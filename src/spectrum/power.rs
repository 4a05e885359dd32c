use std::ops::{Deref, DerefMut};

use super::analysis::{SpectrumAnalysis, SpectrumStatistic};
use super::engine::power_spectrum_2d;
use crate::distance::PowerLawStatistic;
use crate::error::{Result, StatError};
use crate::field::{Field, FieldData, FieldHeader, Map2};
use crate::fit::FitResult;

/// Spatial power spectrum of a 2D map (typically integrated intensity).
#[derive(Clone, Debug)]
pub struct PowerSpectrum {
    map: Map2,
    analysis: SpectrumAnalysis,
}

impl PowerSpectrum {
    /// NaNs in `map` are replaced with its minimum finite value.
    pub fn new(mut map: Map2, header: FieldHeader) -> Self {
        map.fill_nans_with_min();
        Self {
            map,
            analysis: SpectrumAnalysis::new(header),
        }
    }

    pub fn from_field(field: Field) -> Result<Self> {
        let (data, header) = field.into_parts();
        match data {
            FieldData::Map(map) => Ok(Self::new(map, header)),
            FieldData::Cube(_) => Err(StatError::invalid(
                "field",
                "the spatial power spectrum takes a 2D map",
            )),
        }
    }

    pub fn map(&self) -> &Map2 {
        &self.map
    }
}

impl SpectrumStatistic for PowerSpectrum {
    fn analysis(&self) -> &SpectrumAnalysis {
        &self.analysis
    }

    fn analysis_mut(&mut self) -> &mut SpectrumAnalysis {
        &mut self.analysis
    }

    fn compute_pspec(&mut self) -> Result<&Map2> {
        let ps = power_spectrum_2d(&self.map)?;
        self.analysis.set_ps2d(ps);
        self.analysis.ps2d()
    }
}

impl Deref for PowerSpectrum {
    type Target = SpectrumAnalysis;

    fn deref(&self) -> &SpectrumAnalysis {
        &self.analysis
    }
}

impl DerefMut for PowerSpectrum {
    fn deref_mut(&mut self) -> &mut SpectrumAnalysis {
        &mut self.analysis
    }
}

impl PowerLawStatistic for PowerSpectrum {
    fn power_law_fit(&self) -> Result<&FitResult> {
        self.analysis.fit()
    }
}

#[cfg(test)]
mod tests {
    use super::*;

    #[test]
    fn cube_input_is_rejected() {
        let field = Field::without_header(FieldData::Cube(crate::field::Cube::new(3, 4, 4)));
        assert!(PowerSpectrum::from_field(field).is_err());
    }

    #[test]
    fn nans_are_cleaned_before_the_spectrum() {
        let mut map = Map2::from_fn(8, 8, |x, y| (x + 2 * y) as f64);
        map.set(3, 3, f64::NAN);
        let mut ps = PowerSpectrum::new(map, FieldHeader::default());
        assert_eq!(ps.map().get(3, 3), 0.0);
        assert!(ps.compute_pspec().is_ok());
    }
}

※ ※ ※

All the data above is to be given again, exactly.

**Solution for this exercise**
filename src/spectrum/power.rs
repository 4a05e885359dd32c
use std::ops::{Deref, DerefMut};

use super::analysis::{SpectrumAnalysis, SpectrumStatistic};
use super::engine::power_spectrum_2d;
use crate::distance::PowerLawStatistic;
use crate::error::{Result, StatError};
use crate::field::{Field, FieldData, FieldHeader, Map2};
use crate::fit::FitResult;

/// Spatial power spectrum of a 2D map (typically integrated intensity).
#[derive(Clone, Debug)]
pub struct PowerSpectrum {
    map: Map2,
    analysis: SpectrumAnalysis,
}

impl PowerSpectrum {
    /// NaNs in `map` are replaced with its minimum finite value.
    pub fn new(mut map: Map2, header: FieldHeader) -> Self {
        map.fill_nans_with_min();
        Self {
            map,
            analysis: SpectrumAnalysis::new(header),
        }
    }

    pub fn from_field(field: Field) -> Result<Self> {
        let (data, header) = field.into_parts();
        match data {
            FieldData::Map(map) => Ok(Self::new(map, header)),
            FieldData::Cube(_) => Err(StatError::invalid(
                "field",
                "the spatial power spectrum takes a 2D map",
            )),
        }
    }

    pub fn map(&self) -> &Map2 {
        &self.map
    }
}

impl SpectrumStatistic for PowerSpectrum {
    fn analysis(&self) -> &SpectrumAnalysis {
        &self.analysis
    }

    fn analysis_mut(&mut self) -> &mut SpectrumAnalysis {
        &mut self.analysis
    }

    fn compute_pspec(&mut self) -> Result<&Map2> {
        let ps = power_spectrum_2d(&self.map)?;
        self.analysis.set_ps2d(ps);
        self.analysis.ps2d()
    }
}

impl Deref for PowerSpectrum {
    type Target = SpectrumAnalysis;

    fn deref(&self) -> &SpectrumAnalysis {
        &self.analysis
    }
}

impl DerefMut for PowerSpectrum {
    fn deref_mut(&mut self) -> &mut SpectrumAnalysis {
        &mut self.analysis
    }
}

impl PowerLawStatistic for PowerSpectrum {
    fn power_law_fit(&self) -> Result<&FitResult> {
        self.analysis.fit()
    }
}

#[cfg(test)]
mod tests {
    use super::*;

    #[test]
    fn cube_input_is_rejected() {
        let field = Field::without_header(FieldData::Cube(crate::field::Cube::new(3, 4, 4)));
        assert!(PowerSpectrum::from_field(field).is_err());
    }

    #[test]
    fn nans_are_cleaned_before_the_spectrum() {
        let mut map = Map2::from_fn(8, 8, |x, y| (x + 2 * y) as f64);
        map.set(3, 3, f64::NAN);
        let mut ps = PowerSpectrum::new(map, FieldHeader::default());
        assert_eq!(ps.map().get(3, 3), 0.0);
        assert!(ps.compute_pspec().is_ok());
    }
}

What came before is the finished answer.